India Inc sees higher attrition in Asia

October 11, 2006 -Mumbai, India Express

Indian companies are battling higher attrition rates than their Asian counterparts. India Inc faced a 20 per cent attrition rate in 2005, against 14.5 per cent in 2004, while companies in Asia saw 16 per cent attrition in 2005, up from 14 per cent in 2004, according to Hewitt's Attrition and Retention Study Asia Pacific 2006.

Outside firms paying higher salaries is the main reason employees quit their organisations in Asia. The study says 21 per cent of Asian firms cited external inequity of compensation as a prime reason for employees changing company. Limited growth opportunities and role stagnation ranked second and third respectively.
In this count also, Corporate India faces more heat — 59 per cent of Indian firms cited bigger pay packets as a reason for their staff leaving.

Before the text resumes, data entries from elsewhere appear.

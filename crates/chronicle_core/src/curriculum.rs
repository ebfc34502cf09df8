//! Curriculum entry types.

use serde::{Deserialize, Serialize};

/// Length of the posting journey in days.
pub const JOURNEY_DAYS: u32 = 90;

/// Difficulty tier of a curriculum topic.
#[derive(Debug, Clone, Copy, PartialEq, Eq, Serialize, Deserialize)]
pub enum Difficulty {
    /// Foundational material, early in the journey
    Beginner,
    /// Assumes earlier topics have landed
    Intermediate,
    /// Later-journey material
    Advanced,
}

impl std::fmt::Display for Difficulty {
    fn fmt(&self, f: &mut std::fmt::Formatter<'_>) -> std::fmt::Result {
        match self {
            Difficulty::Beginner => write!(f, "Beginner"),
            Difficulty::Intermediate => write!(f, "Intermediate"),
            Difficulty::Advanced => write!(f, "Advanced"),
        }
    }
}

/// One day's topic in the fixed 90-day curriculum.
///
/// The curriculum is loaded once at startup and never written by chronicle.
///
/// # Examples
///
/// ```
/// use chronicle_core::{CurriculumEntry, Difficulty};
///
/// let entry = CurriculumEntry {
///     day: 1,
///     topic: "What is machine learning?".to_string(),
///     week_theme: "Foundations".to_string(),
///     difficulty: Difficulty::Beginner,
///     key_points: vec!["learning from data".to_string()],
///     story_angle: "A barista who predicts orders".to_string(),
/// };
///
/// assert_eq!(entry.day, 1);
/// ```
#[derive(Debug, Clone, PartialEq, Serialize, Deserialize)]
pub struct CurriculumEntry {
    /// Day number, unique within 1..=90
    pub day: u32,
    /// Topic title for the day
    pub topic: String,
    /// Theme shared by the surrounding week of topics
    pub week_theme: String,
    /// Difficulty tier
    pub difficulty: Difficulty,
    /// Concepts the post must cover
    #[serde(default)]
    pub key_points: Vec<String>,
    /// Narrative hook suggested for the post
    #[serde(default)]
    pub story_angle: String,
}
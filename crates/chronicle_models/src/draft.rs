//! Generated draft type and length handling.

use chronicle_core::CurriculumEntry;
use serde::{Deserialize, Serialize};

/// Platform character limit for one post.
pub const MAX_POST_CHARS: usize = 3000;

/// A generated post awaiting operator approval.
///
/// Drafts exist only in memory; nothing is persisted until a draft is
/// approved and published.
#[derive(Debug, Clone, PartialEq, Serialize, Deserialize)]
pub struct Draft {
    /// Curriculum day the draft covers
    pub day: u32,
    /// Topic title for the day
    pub topic: String,
    /// Theme shared by the surrounding week
    pub week_theme: String,
    /// The generated text
    pub content: String,
    /// Whether this draft replaced a rejected one
    pub regenerated: bool,
}

impl Draft {
    /// Build a draft from a curriculum entry and generated text, enforcing
    /// the platform length limit.
    pub fn new(entry: &CurriculumEntry, content: String, regenerated: bool) -> Self {
        Self {
            day: entry.day,
            topic: entry.topic.clone(),
            week_theme: entry.week_theme.clone(),
            content: truncate_at_paragraph(content, MAX_POST_CHARS),
            regenerated,
        }
    }

    /// Length of the draft in characters, not bytes.
    pub fn char_count(&self) -> usize {
        self.content.chars().count()
    }
}

/// Truncate over-long text, preferring a paragraph boundary in the final
/// third so the post does not end mid-sentence. Lengths are measured in
/// characters to match the platform limit.
fn truncate_at_paragraph(content: String, max_chars: usize) -> String {
    if content.chars().count() <= max_chars {
        return content;
    }

    let keep = max_chars.saturating_sub(100);
    let boundary = content
        .char_indices()
        .nth(keep)
        .map(|(idx, _)| idx)
        .unwrap_or(content.len());
    let mut truncated = content[..boundary].to_string();

    if let Some(last_para) = truncated.rfind("\n\n") {
        if last_para > truncated.len() * 7 / 10 {
            truncated.truncate(last_para);
        }
    }

    truncated
}

#[cfg(test)]
mod tests {
    use super::*;

    #[test]
    fn short_content_is_untouched() {
        let text = "A short post.".to_string();
        assert_eq!(truncate_at_paragraph(text.clone(), MAX_POST_CHARS), text);
    }

    #[test]
    fn long_content_is_cut_below_the_limit() {
        let text = "word ".repeat(1000);
        let truncated = truncate_at_paragraph(text, MAX_POST_CHARS);
        assert!(truncated.chars().count() <= MAX_POST_CHARS);
    }

    #[test]
    fn lengths_are_measured_in_characters_not_bytes() {
        // Multi-byte text within the character limit stays untouched even
        // though its byte length exceeds it.
        let text = "é".repeat(MAX_POST_CHARS);
        assert_eq!(text.len(), MAX_POST_CHARS * 2);
        assert_eq!(truncate_at_paragraph(text.clone(), MAX_POST_CHARS), text);
    }

    #[test]
    fn multibyte_content_is_cut_by_character_count() {
        let text = "é".repeat(MAX_POST_CHARS + 500);
        let truncated = truncate_at_paragraph(text, MAX_POST_CHARS);
        assert_eq!(truncated.chars().count(), MAX_POST_CHARS - 100);
    }

    #[test]
    fn truncation_prefers_a_late_paragraph_break() {
        let mut text = "a".repeat(2850);
        text.push_str("\n\n");
        text.push_str(&"b".repeat(500));
        let truncated = truncate_at_paragraph(text, MAX_POST_CHARS);
        assert!(truncated.ends_with('a'));
    }
}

Andrew Bell, head of Hewitt's talent and organisation consulting practice in Asia, said, “In high-growth markets, it’s now easier for employees to move from one company to another, and so the complexity and cost of keeping the right people in an organisation increases.”

Turnover was highest at the professional/supervisor/technical level at 39 per cent of the total attrition and lowest among senior/top management at just 0.5 per cent. Interestingly, attrition among employees identified as high performers was much lower, indicating that most organisations are successfully retaining top performers.
The study says the Asian banking and finance sector saw the greatest employee turnover at 25 per cent, which is likely brought on by stable economies, growing markets and increased retail investor confidence.

At 23 per cent, attrition was also high in the outsourcing industry. The lowest turnover was recorded in the manufacturing sector at 11 per cent.

Though the survey does not have breakup of sectoral attrition rates in India, outsourcing industry has the highest rate at 30-35 per cent, according to industry body Nasscom. And the influx of private banks has pushed the rate to 20 per cent in the India banking sector.

Interestingly, a survey by Mercer Human Resource Consulting highlighted that finance, marketing and HR directors in India get less than average for this position in Europe, US and East Asian countries. Finance directors earned a base salary of approximately $53,800. Again, HR directors earned significantly less annual base pay at $47,900 respectively. Base pay for marketing directors ranges between $203,100 in the US and $40,000 in India.